Your goal: Among the entries below, find the lines holding "OutputPin" and copy them.

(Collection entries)
────────

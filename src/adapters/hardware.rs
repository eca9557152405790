//! Hardware adapter: bridges the relay bank to [`ActuatorPort`].
//!
//! Owns one [`RelayPump`] per wired channel plus a blocking delay.  This
//! is the only module in the system that touches pump GPIOs.  On device
//! the pins are ESP-IDF `PinDriver`s and the delay is `FreeRtos`; tests
//! substitute mock pins and a no-op delay.
//!
//! `activate` switches the relay on, blocks for the full window, then
//! switches it off, so the call returns only once the pump has stopped.

use embedded_hal::delay::DelayNs;
use embedded_hal::digital::OutputPin;
use heapless::Vec;
use log::{debug, error};

use crate::app::ports::ActuatorPort;
use crate::drivers::pump::RelayPump;
use crate::error::ActuatorError;
use crate::pumps::{MAX_PUMPS, PumpId};

pub struct HardwareAdapter<P: OutputPin, D: DelayNs> {
    relays: Vec<RelayPump<P>, MAX_PUMPS>,
    delay: D,
}

impl<P: OutputPin, D: DelayNs> HardwareAdapter<P, D> {
    /// Build from `(channel, pin)` pairs; every relay starts switched off.
    pub fn new(
        pins: impl IntoIterator<Item = (u8, P)>,
        active_low: bool,
        delay: D,
    ) -> Result<Self, ActuatorError> {
        let mut relays = Vec::new();
        for (channel, pin) in pins {
            let relay = RelayPump::new(pin, channel, active_low)?;
            relays
                .push(relay)
                .map_err(|_| ActuatorError::InvalidChannel(channel))?;
        }
        Ok(Self { relays, delay })
    }

    /// Channels with a relay attached.
    pub fn channels(&self) -> impl Iterator<Item = u8> + '_ {
        self.relays.iter().map(RelayPump::channel)
    }

    /// Force every relay off (boot, panic recovery).
    pub fn all_off(&mut self) {
        for relay in self.relays.iter_mut() {
            if let Err(e) = relay.stop() {
                error!("Hardware: could not stop channel {}: {}", relay.channel(), e);
            }
        }
    }
}

impl<P: OutputPin, D: DelayNs> ActuatorPort for HardwareAdapter<P, D> {
    fn activate(&mut self, pump: PumpId, channel: u8, duration_ms: u32) -> Result<(), ActuatorError> {
        let relay = self
            .relays
            .iter_mut()
            .find(|r| r.channel() == channel)
            .ok_or(ActuatorError::InvalidChannel(channel))?;
        if relay.is_running() {
            return Err(ActuatorError::PumpBusy(pump));
        }

        debug!("Hardware: pump {} on ch{} for {} ms", pump, channel, duration_ms);
        relay.start()?;
        self.delay.delay_ms(duration_ms);
        relay.stop().inspect_err(|e| {
            error!("Hardware: pump {} failed to stop: {}", pump, e);
        })
    }
}
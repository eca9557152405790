//! Fuzz target: `MachineCommand::parse`
//!
//! Feeds arbitrary UART lines to the console parser and checks that it
//! never panics and that every accepted command parses the same way twice.
//!
//! cargo fuzz run fuzz_console_line

#![no_main]

use cocktailbot::app::commands::MachineCommand;
use libfuzzer_sys::fuzz_target;

fuzz_target!(|data: &[u8]| {
    let line = String::from_utf8_lossy(data);
    let first = MachineCommand::parse(&line);
    assert_eq!(first, MachineCommand::parse(&line), "parser must be pure");
});
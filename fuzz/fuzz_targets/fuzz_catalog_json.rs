//! Fuzz target: `Catalog::from_json`
//!
//! Arbitrary bytes as catalog JSON.  Invariants checked:
//! - No panics under any input
//! - An accepted catalog has unique ids and every recipe item names a
//!   catalog ingredient
//!
//! cargo fuzz run fuzz_catalog_json

#![no_main]

use std::collections::HashSet;

use cocktailbot::catalog::Catalog;
use libfuzzer_sys::fuzz_target;

fuzz_target!(|data: &[u8]| {
    let Ok(json) = core::str::from_utf8(data) else {
        return;
    };
    let Ok(catalog) = Catalog::from_json(json) else {
        return;
    };

    let ingredients: HashSet<&str> = catalog.ingredients().iter().map(|i| i.id.as_str()).collect();
    assert_eq!(ingredients.len(), catalog.ingredients().len());
    for cocktail in catalog.cocktails() {
        for item in &cocktail.recipe {
            assert!(ingredients.contains(item.ingredient_id.as_str()));
        }
    }
});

────────

Result below:
use embedded_hal::digital::OutputPin;
pub struct HardwareAdapter<P: OutputPin, D: DelayNs> {
impl<P: OutputPin, D: DelayNs> HardwareAdapter<P, D> {
impl<P: OutputPin, D: DelayNs> ActuatorPort for HardwareAdapter<P, D> {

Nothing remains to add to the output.